• _Task requirements_:
Word for word, please restate the lines from the beginning of the data through the line in which "impl<T: Float> Frame<T>" appears.
Records for the task below:
pub mod discovery;
pub mod runner;

pub use discovery::{Discovery, Job, JobDiscovery, JobEnv};
pub use runner::{JobResult, JobRunner, JobStatus, SourceKind, PREVIEW_FILE_NAME};
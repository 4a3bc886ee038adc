use common::{
    grid::Grid,
    interfaces::{Observable, SimulatorInterface},
    Float,
};

use crate::solution::ModeSolution;

/// The number of recent frames returned by [`FieldSimulator::get_observations`].
pub const HISTORY_DEPTH: usize = 3;

/// The observables of a [`ModeSolution`] sampled over a grid at one time.
#[derive(Debug, Clone, PartialEq)]
pub struct Frame<T> {
    /// The time of the frame.
    pub time: T,
    /// The field `y`.
    pub field: Box<[T]>,
    /// The velocity `ẏ`.
    pub velocity: Box<[T]>,
    /// The gradient `y'`.
    pub gradient: Box<[T]>,
    /// The energy density.
    pub energy_density: Box<[T]>,
    /// The energy density integrated over the grid.
    pub total_energy: T,
}

impl<T: Float> Frame<T> {
    /// Samples every observable of `solution` over `grid` at time `time`.
    pub fn capture(solution: &ModeSolution<T>, grid: &Grid<T>, time: T) -> Self {
        let points = grid.points();
        let energy_density: Box<[T]> = solution
            .par_sample(Observable::EnergyDensity, points, time)
            .into();

        Self {
            time,
            field: solution.par_sample(Observable::Field, points, time).into(),
            velocity: solution.par_sample(Observable::Velocity, points, time).into(),
            gradient: solution.par_sample(Observable::Gradient, points, time).into(),
            total_energy: grid.integrate(energy_density.iter().copied()),
            energy_density,
        }
    }
}

/// Steps a clock over a [`ModeSolution`] and keeps the last `[HISTORY_DEPTH] + 1` frames.
///
/// Every frame is evaluated from the closed-form solution, so there is no integration error to
/// accumulate between steps.
#[derive(Debug, Clone)]
pub struct FieldSimulator<T: Float> {
    /// The solution being sampled.
    solution: ModeSolution<T>,
    /// The sample positions.
    grid: Grid<T>,
    /// The last `[HISTORY_DEPTH] + 1` frames.
    frames: [Frame<T>; HISTORY_DEPTH + 1],
    /// The index of the current frame.
    offset: usize,
    /// The number of frames recorded so far, including the initial frame.
    recorded: usize,
}

impl<T: Float> FieldSimulator<T> {
    /// Creates a new [`FieldSimulator`] and records the frame at `t = 0`.
    pub fn new(solution: ModeSolution<T>, grid: Grid<T>) -> Self {
        let initial = Frame::capture(&solution, &grid, T::zero());
        let frames = std::array::from_fn(|_| initial.clone());

        Self {
            solution,
            grid,
            frames,
            offset: 0,
            recorded: 1,
        }
    }

    /// The solution being sampled.
    pub fn solution(&self) -> &ModeSolution<T> {
        &self.solution
    }

    /// The sample positions.
    pub fn grid(&self) -> &Grid<T> {
        &self.grid
    }

    /// The current frame.
    pub fn current(&self) -> &Frame<T> {
        &self.frames[self.offset]
    }

    /// The largest relative deviation of a retained frame's total energy from the exact energy.
    pub fn energy_drift(&self) -> T {
        let exact = self.solution.energy();
        let retained = self.recorded.min(HISTORY_DEPTH + 1);

        (0..retained)
            .map(|i| (self.offset + HISTORY_DEPTH + 1 - i) % (HISTORY_DEPTH + 1))
            .map(|i| ((self.frames[i].total_energy - exact) / exact).abs())
            .fold(T::zero(), T::max)
    }
}

impl<T: Float> SimulatorInterface<T> for FieldSimulator<T> {
    type Observation = Frame<T>;

    fn get_observations(&self) -> Vec<Frame<T>> {
        let available = self.recorded.min(HISTORY_DEPTH);

        (0..available)
            .rev()
            .map(|age| (self.offset + HISTORY_DEPTH + 1 - age) % (HISTORY_DEPTH + 1))
            .map(|i| self.frames[i].clone())
            .collect()
    }

    fn update(&mut self, dt: T) {
        let time = self.get_time() + dt;
        let next_offset = (self.offset + 1) % (HISTORY_DEPTH + 1);

        self.frames[next_offset] = Frame::capture(&self.solution, &self.grid, time);
        self.offset = next_offset;
        self.recorded += 1;

        log::trace!(
            "frame {} at t = {:?}, total energy {:?}",
            self.recorded,
            time,
            self.frames[self.offset].total_energy
        );
    }

    fn get_time(&self) -> T {
        self.frames[self.offset].time
    }
}
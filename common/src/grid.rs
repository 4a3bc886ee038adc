use std::ops::{Index, Mul};

use crate::{cast, Float};

/// A grid of sample positions, assumed to be uniform over `[0, 1)`.
///
/// The spacing is always inferred as `1 / len`, so a grid of arbitrary sample positions is
/// integrated as if its points were evenly spread over the unit interval.
#[derive(Debug, Clone, PartialEq)]
pub struct Grid<T> {
    /// The sample positions.
    points: Box<[T]>,
}

impl<T: Float> Grid<T> {
    /// Creates the uniform grid `x_j = j / len` for `j` in `0..len`.
    pub fn uniform(len: usize) -> Self {
        let step = T::one() / cast(len);
        Self {
            points: (0..len).map(|j| cast::<T, _>(j) * step).collect(),
        }
    }

    /// Wraps caller-supplied sample positions as a [`Grid`].
    pub fn from_samples(points: impl Into<Box<[T]>>) -> Self {
        Self {
            points: points.into(),
        }
    }

    /// The sample positions.
    pub fn points(&self) -> &[T] {
        &self.points
    }

    /// The number of sample positions.
    pub fn len(&self) -> usize {
        self.points.len()
    }

    /// Checks if the [`Grid`] has no sample positions.
    pub fn is_empty(&self) -> bool {
        self.points.is_empty()
    }

    /// The grid spacing `1 / len`. Infinite for an empty grid.
    pub fn dx(&self) -> T {
        T::one() / cast(self.len())
    }

    /// Integrates sampled values over the unit interval with the rectangle rule `Σ v_j·dx`.
    ///
    /// Each term is scaled before summation, and the terms are summed in iteration order.
    pub fn integrate<V>(&self, values: impl IntoIterator<Item = V>) -> V
    where
        V: num::Zero + Mul<T, Output = V>,
    {
        let dx = self.dx();
        values
            .into_iter()
            .fold(V::zero(), |acc, value| acc + value * dx)
    }
}

impl<T> Index<usize> for Grid<T> {
    type Output = T;

    fn index(&self, index: usize) -> &Self::Output {
        &self.points[index]
    }
}
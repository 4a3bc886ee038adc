use common::{cast, Float};

use crate::error::{KgError, Result};

/// The default mode cutoff. Produces modes `1..=9`.
pub const DEFAULT_NMAX: usize = 10;

/// The definition of the (1+1)-dimensional massive Klein-Gordon system on a closed interval.
///
/// The real field obeys
/// $$ (\partial_t^2 - \partial_x^2 + m^2)\,\varphi = 0 $$
/// with $\varphi = 0$ at both ends. Space is rescaled so the interval is $[0, 1]$, and the mass is
/// $m = \pi\mu$. The eigenmodes are $\xi_n(x) = \sqrt{2}\sin(k_n x)$ with $k_n = \pi n$, which are
/// orthonormal under $\int_0^1 \mathrm{d}x$, and oscillate at $\omega_n = \sqrt{m^2 + k_n^2}$.
#[derive(Debug, Clone, Copy, PartialEq)]
pub struct KleinGordon<T: Float> {
    /// The dimensionless mass parameter.
    mu: T,
    /// The mass `π·mu`.
    mass: T,
}

impl<T: Float> KleinGordon<T> {
    /// Creates an instance of [`KleinGordon`] with mass `π·mu`.
    pub fn new(mu: T) -> Result<Self> {
        if !mu.is_finite() || mu <= T::zero() {
            return Err(KgError::InvalidMass(mu.to_f64().unwrap_or(f64::NAN)));
        }

        Ok(Self {
            mu,
            mass: T::PI() * mu,
        })
    }

    /// The dimensionless mass parameter.
    pub fn mu(&self) -> T {
        self.mu
    }

    /// The mass `m = π·mu`.
    pub fn mass(&self) -> T {
        self.mass
    }

    /// The wavenumber `k_n = π·n`.
    #[inline]
    pub fn wavenumber(&self, n: T) -> T {
        T::PI() * n
    }

    /// The frequency `ω_n = sqrt(m² + k_n²)`.
    #[inline]
    pub fn frequency(&self, n: T) -> T {
        let k = self.wavenumber(n);
        (self.mass * self.mass + k * k).sqrt()
    }

    /// The eigenfunction `ξ_n(x) = sqrt(2)·sin(k_n·x)`.
    #[inline]
    pub fn eigenfunction(&self, n: T, x: T) -> T {
        T::SQRT_2() * (self.wavenumber(n) * x).sin()
    }

    /// The derivative `ξ_n'(x) = k_n·sqrt(2)·cos(k_n·x)`.
    #[inline]
    pub fn eigenfunction_derivative(&self, n: T, x: T) -> T {
        let k = self.wavenumber(n);
        k * T::SQRT_2() * (k * x).cos()
    }

    /// The mode indices `1, 2, …, nmax - 1`.
    pub fn mode_indices(nmax: usize) -> Result<Vec<T>> {
        if nmax < 2 {
            return Err(KgError::InvalidModeCount(nmax));
        }

        Ok((1..nmax).map(cast::<T, usize>).collect())
    }
}
#![forbid(
    missing_docs,
    clippy::missing_assert_message,
    clippy::missing_docs_in_private_items,
    clippy::missing_asserts_for_indexing,
    clippy::missing_panics_doc
)]
//! This crate defines the common numeric types, grids, and evaluation interfaces shared by the
//! field solutions in this workspace.

/// Defines the interfaces accessible to the consumers of a field solution:
/// - Field: Evaluates a complex positive-frequency solution and its derivatives at a point.
/// - Simulator: Advances a clock over a solution and records frames of observables.
pub mod interfaces;

/// Defines the uniform [`Grid<T>`](crate::grid::Grid) on the unit interval used for both
/// quadrature and sampling.
pub mod grid;

/// This trait defines the set of floats that have nice computer properties.
pub trait Float:
    num::Float + num::traits::FloatConst + bytemuck::Pod + Send + Sync + Default + std::fmt::Debug
{
}

impl Float for f32 {}
impl Float for f64 {}

/// Converts a primitive number into `T`.
///
/// Every primitive is representable (up to rounding) by both `f32` and `f64`, so the conversion
/// only fails for exotic [`Float`] implementations, in which case the result is NaN and poisons
/// whatever it touches.
#[inline]
pub fn cast<T: Float, N: num::ToPrimitive>(value: N) -> T {
    <T as num::NumCast>::from(value).unwrap_or_else(T::nan)
}
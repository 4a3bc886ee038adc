#![forbid(
    missing_docs,
    clippy::missing_assert_message,
    clippy::missing_docs_in_private_items,
    clippy::missing_asserts_for_indexing,
    clippy::missing_panics_doc
)]
//! Defines the massive Klein-Gordon wave on a closed interval, solved by superposition of its
//! sine eigenmodes.
//!
//! ```
//! use common::{grid::Grid, interfaces::FieldInterface};
//! use kgwave::decomposer::from_initial_data;
//!
//! let grid = Grid::<f64>::uniform(128);
//! let y0: Vec<f64> = grid.points().iter().map(|x| x * (1.0 - x)).collect();
//! let ydot0 = vec![0.0; grid.len()];
//!
//! let solution = from_initial_data(grid.points(), &y0, &ydot0, 2.0, 10).unwrap();
//! assert_eq!(solution.real_field(0.0, 1.5), 0.0);
//! ```

/// Defines [`KgError`](crate::error::KgError) and the crate [`Result`](crate::error::Result).
pub mod error;

/// Contains the system definition: the mass, the dispersion relation, and the eigenmode basis
/// of [`KleinGordon<T: Float>`](crate::system::KleinGordon).
pub mod system;

/// Defines the [`ModeSolution`](crate::solution::ModeSolution) and its implementation of
/// [`FieldInterface`](common::interfaces::FieldInterface).
pub mod solution;

/// This module defines the [`Decomposer`](crate::decomposer::Decomposer), which projects sampled
/// initial data or wavefunctions onto the eigenmodes, and its configuration.
pub mod decomposer;

/// Defines the frame sampler for our system.
pub mod simulator;
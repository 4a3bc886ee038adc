use common::{grid::Grid, interfaces::SimulatorInterface};
use kgwave::{
    decomposer::{Decomposer, DecompositionConfig},
    simulator::FieldSimulator,
};

/// A plucked string: a triangle released from rest.
fn plucked(x: f64) -> f64 {
    if x < 0.3 {
        x / 0.3
    } else {
        (1.0 - x) / 0.7
    }
}

fn main() -> color_eyre::Result<()> {
    color_eyre::install()?;

    let config = DecompositionConfig::<f64>::from_env()?;
    let grid = Grid::<f64>::uniform(200);
    let y0: Vec<f64> = grid.points().iter().copied().map(plucked).collect();
    let ydot0 = vec![0.0; grid.len()];

    let solution = Decomposer::new(config)?.par_from_initial_data(grid.points(), &y0, &ydot0)?;
    println!(
        "# mu = {}, modes = {}, energy = {}",
        config.mu(),
        solution.len(),
        solution.energy()
    );

    let mut simulator = FieldSimulator::new(solution, grid);
    println!("time,total_energy,midpoint_field");
    for _ in 0..50 {
        simulator.update(2e-2);
        let frame = simulator.current();
        println!(
            "{:.3},{:.9},{:.6}",
            frame.time,
            frame.total_energy,
            frame.field[frame.field.len() / 2]
        );
    }
    println!("# energy drift = {:e}", simulator.energy_drift());

    Ok(())
}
End of Records for the task.
• _Task answer_:
pub mod discovery;
pub mod runner;

pub use discovery::{Discovery, Job, JobDiscovery, JobEnv};
pub use runner::{JobResult, JobRunner, JobStatus, SourceKind, PREVIEW_FILE_NAME};
repository 4a3bc886ee038adc
use common::{
    grid::Grid,
    interfaces::{Observable, SimulatorInterface},
    Float,
};

use crate::solution::ModeSolution;

/// The number of recent frames returned by [`FieldSimulator::get_observations`].
pub const HISTORY_DEPTH: usize = 3;

/// The observables of a [`ModeSolution`] sampled over a grid at one time.
#[derive(Debug, Clone, PartialEq)]
pub struct Frame<T> {
    /// The time of the frame.
    pub time: T,
    /// The field `y`.
    pub field: Box<[T]>,
    /// The velocity `ẏ`.
    pub velocity: Box<[T]>,
    /// The gradient `y'`.
    pub gradient: Box<[T]>,
    /// The energy density.
    pub energy_density: Box<[T]>,
    /// The energy density integrated over the grid.
    pub total_energy: T,
}

impl<T: Float> Frame<T> {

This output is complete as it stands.